Why we need Cook to succeed

Because there is no one else who can captain this England side

Because, let's face it, we need to see more of that jaw, set firm against adversity © Getty Images

So Alastair Cook has saved his career as England captain by scoring 95 runs - which he will be able to exchange for tactical acumen and man-management skills at the Big English Captaincy Shop, where they also accept American Express, Visa, years spent at public school, and having a relative on the selection committee.

The entire population of England spent their Sunday pacing up and down outside the operating room as Alastair had his failure-ectomy. Every quarter of an hour, regular programming was interrupted by a sombre-looking Jonathan Agnew reporting that we'd nearly lost him but that the vital signs were good, his scoreboard was ticking over and fingers were still crossed. Every hour, newspaper sellers would cry the latest:

"Read all about it! Alastair Cook not out yet!

There were millions of us willing him on, like parents with their first child, whose every move is certain to be greeted with rapturous, encouraging applause:

"Look, he's lining up all the toy cricketers on the boundary, bless him. He's growing up so fast, honestly, you should have heard him giving a press conference after he used the potty last night, it was so sweet. Oh my god, did you see that? I swear he just put an extra slip in! He did! Oh, who's a clever little England captain then… "

There are two reasons for this desire to see Alastair wobble successfully across the bottomless canyon of disaster via the tightrope of cricket fate.

Firstly, it is hard to dislike him.
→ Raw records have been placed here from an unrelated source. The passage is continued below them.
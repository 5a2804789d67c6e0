use std::process::ExitCode;

use apidom_lint::runner::run;

#[tokio::main(flavor = "current_thread")]
async fn main() -> ExitCode {
    run().await
}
Perhaps he was a complete monster at his school, perhaps he used to leave cockroaches in Kevin Pietersen's sunglasses case, perhaps he spends his time between Tests shooting snow leopards and raising funds to construct a giant magnifying glass above the North Pole to help melt the polar ice cap more quickly, but it doesn't matter. He looks like the intelligent one in a B-list boy band, who has come to realise that all human endeavour is futile. No one wants to see Alastair Cook cry.

We had no worries about Andrew Strauss on that score. He has always been a stalwart second-in-command, stiff-upper-lip, do-your-duty, Captain Oates personality. He's the sort of stout chap you could ask to fly his Spitfire on a suicidal one-way mission to Berlin, knowing that he would be sure to receive the news calmly, salute, fix his cap firmly onto his head, shake you by the hand and march off to attend to business, perhaps with a final burst of eye-popping swearing before his radio cuts out:

"Tally-ho chaps. I've just lost my rudder. We'll show these f**&^% C^&^*(() Germans how we Brits do it, the f&^)_*((( c^%£$^… "
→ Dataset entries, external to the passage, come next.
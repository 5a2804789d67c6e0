//! Lint Pipeline
//!
//! Loader → language service → table → summary → gate, in that order.

use std::io::Write;
use std::process::ExitCode;

use clap::Parser;
use tower_lsp::lsp_types::Url;

use crate::actions::{ActionsOutput, BOLD, UNDERLINE};
use crate::config::{Args, Config};
use crate::error::LintError;
use crate::lsp::StdioLanguageService;
use crate::report::{map_diagnostics, render_table, SeverityCounts};
use crate::validation::LanguageService;
use crate::workspace::load_definition;

/// How a completed run ended
#[derive(Debug, Clone, Copy, PartialEq, Eq)]
pub enum Outcome {
    /// The selected severity bucket is empty
    Passed,
    /// The selected severity bucket has diagnostics; the failure was signalled
    GateFailed,
}

impl Outcome {
    pub fn exit_code(self) -> ExitCode {
        match self {
            Outcome::Passed => ExitCode::SUCCESS,
            Outcome::GateFailed => ExitCode::FAILURE,
        }
    }
}

/// Lint the configured definition file and apply the gate.
///
/// `service` is terminated after validation whether or not validation
/// succeeded.
pub async fn lint<S, W>(
    config: &Config,
    service: &mut S,
    output: &mut ActionsOutput<W>,
) -> Result<Outcome, LintError>
where
    S: LanguageService,
    W: Write,
{
    let name = &config.definition_file;
    let definition = load_definition(&config.workspace, name).await?;
    let document = definition.to_document()?;

    output.info(&format!("{BOLD}ApiDOM lint {name}"))?;

    let validation = service.do_validation(&document).await;
    if let Err(e) = service.terminate().await {
        log::warn!("Failed to terminate language service: {:#}", e);
    }
    let diagnostics = validation.map_err(LintError::Service)?;
    log::info!("{} diagnostics for {}", diagnostics.len(), name);

    if !diagnostics.is_empty() {
        output.info("")?;
        output.info(&format!("{UNDERLINE}{name}"))?;
        output.info(&render_table(&map_diagnostics(&diagnostics)))?;
    }

    let counts = SeverityCounts::from_diagnostics(&diagnostics);
    output.info(&counts.summary_line())?;

    if config.fails_on.is_triggered(&counts) {
        output.set_failed("")?;
        return Ok(Outcome::GateFailed);
    }
    Ok(Outcome::Passed)
}

/// Entry point of the `apidom-lint` binary
pub async fn run() -> ExitCode {
    let args = Args::parse();
    init_logging(&args.log_level);

    let config = match Config::from_args(args) {
        Ok(config) => config,
        Err(e) => {
            eprintln!("{}", e);
            return ExitCode::FAILURE;
        }
    };
    log::debug!("{:?}", config);

    let root_uri = Url::from_directory_path(&config.workspace).ok();
    let mut service =
        StdioLanguageService::new(config.server_command.clone()).with_root_uri(root_uri);
    let mut output = ActionsOutput::stdout();

    match lint(&config, &mut service, &mut output).await {
        Ok(outcome) => outcome.exit_code(),
        Err(e) if e.is_configuration() => {
            eprintln!("{}", e);
            ExitCode::FAILURE
        }
        Err(e) => {
            eprintln!("Error: {:?}", anyhow::Error::new(e));
            ExitCode::FAILURE
        }
    }
}

/// Log to stderr; `RUST_LOG` wins over `--log-level`
fn init_logging(level: &str) {
    env_logger::Builder::from_env(env_logger::Env::default().default_filter_or(level))
        .target(env_logger::Target::Stderr)
        .init();
}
But the main reason why we don't want Alastair Cook to fail is that during the last few weeks while we've been having fun outlining to ten decimal places just exactly how useless he is, every single one of us has experienced that sobering moment, the moment when someone asks, "Well who do you think should be captain then?" It is then that the full enormity of the situation hits you.
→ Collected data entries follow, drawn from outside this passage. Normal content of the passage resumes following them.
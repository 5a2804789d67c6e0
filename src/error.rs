//! Error taxonomy for a lint run.
//!
//! A failed gate is not an error; see [`crate::runner::Outcome`].

use std::io;
use std::path::PathBuf;

use thiserror::Error;

#[derive(Debug, Error)]
pub enum LintError {
    /// The `failsOn` selector is not one of 1, 2, 3 or 4.
    #[error("Invalid failsOn value: {value}")]
    InvalidFailsOn { value: String },

    #[error("language server command is empty")]
    InvalidServerCommand,

    #[error("failed to read definition file {}", path.display())]
    ReadDefinition {
        path: PathBuf,
        #[source]
        source: io::Error,
    },

    #[error("cannot build a file URI for {}", path.display())]
    InvalidDocumentUri { path: PathBuf },

    #[error("language service failed: {0:#}")]
    Service(anyhow::Error),

    #[error("failed to write report")]
    Output(#[from] io::Error),
}

impl LintError {
    /// Configuration errors are reported bare, without the error chain.
    pub fn is_configuration(&self) -> bool {
        matches!(
            self,
            LintError::InvalidFailsOn { .. } | LintError::InvalidServerCommand
        )
    }
}
//! Definition loading from the Actions workspace.

use std::path::{Component, Path, PathBuf};

use tower_lsp::lsp_types::Url;

use crate::error::LintError;
use crate::validation::TextDocument;

/// A definition file read from the workspace
#[derive(Debug, Clone, PartialEq)]
pub struct DefinitionFile {
    /// Name as given by the user, used in report headings
    pub name: String,
    /// Resolved location on disk
    pub path: PathBuf,
    pub content: String,
}

impl DefinitionFile {
    pub fn uri(&self) -> Result<Url, LintError> {
        Url::from_file_path(&self.path).map_err(|()| LintError::InvalidDocumentUri {
            path: self.path.clone(),
        })
    }

    /// Wrap the file contents for the language service
    pub fn to_document(&self) -> Result<TextDocument, LintError> {
        Ok(TextDocument::apidom(self.uri()?, self.content.clone()))
    }
}

/// Join `definition` onto `root`.
///
/// Root and prefix components of `definition` are dropped, so an absolute
/// definition path still lands inside the workspace.
pub fn resolve_definition_path(root: &Path, definition: &Path) -> PathBuf {
    let mut path = root.to_path_buf();
    for component in definition.components() {
        match component {
            Component::Prefix(_) | Component::RootDir => {}
            other => path.push(other),
        }
    }
    path
}

/// Read a definition file as UTF-8 text
pub async fn load_definition(root: &Path, definition: &str) -> Result<DefinitionFile, LintError> {
    let path = resolve_definition_path(root, Path::new(definition));
    log::debug!("Reading definition file {:?}", path);

    let content = tokio::fs::read_to_string(&path)
        .await
        .map_err(|source| LintError::ReadDefinition {
            path: path.clone(),
            source,
        })?;

    Ok(DefinitionFile {
        name: definition.to_string(),
        path,
        content,
    })
}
Because there is no one else. No one. There are as many viable England captaincy candidates on planet earth as there are successful Middle East peace plans. Ian Bell is too timid, James Anderson is too grumpy and Matt Prior is too dropped. Making Stuart Broad captain would be the equivalent of putting an angry 12-year-old in charge of the school sports day, and giving the job to Eoin Morgan would be like giving it to Chris Cowdrey; worse, in fact, because Eoin's surname doesn't even give an air of spurious reassurance.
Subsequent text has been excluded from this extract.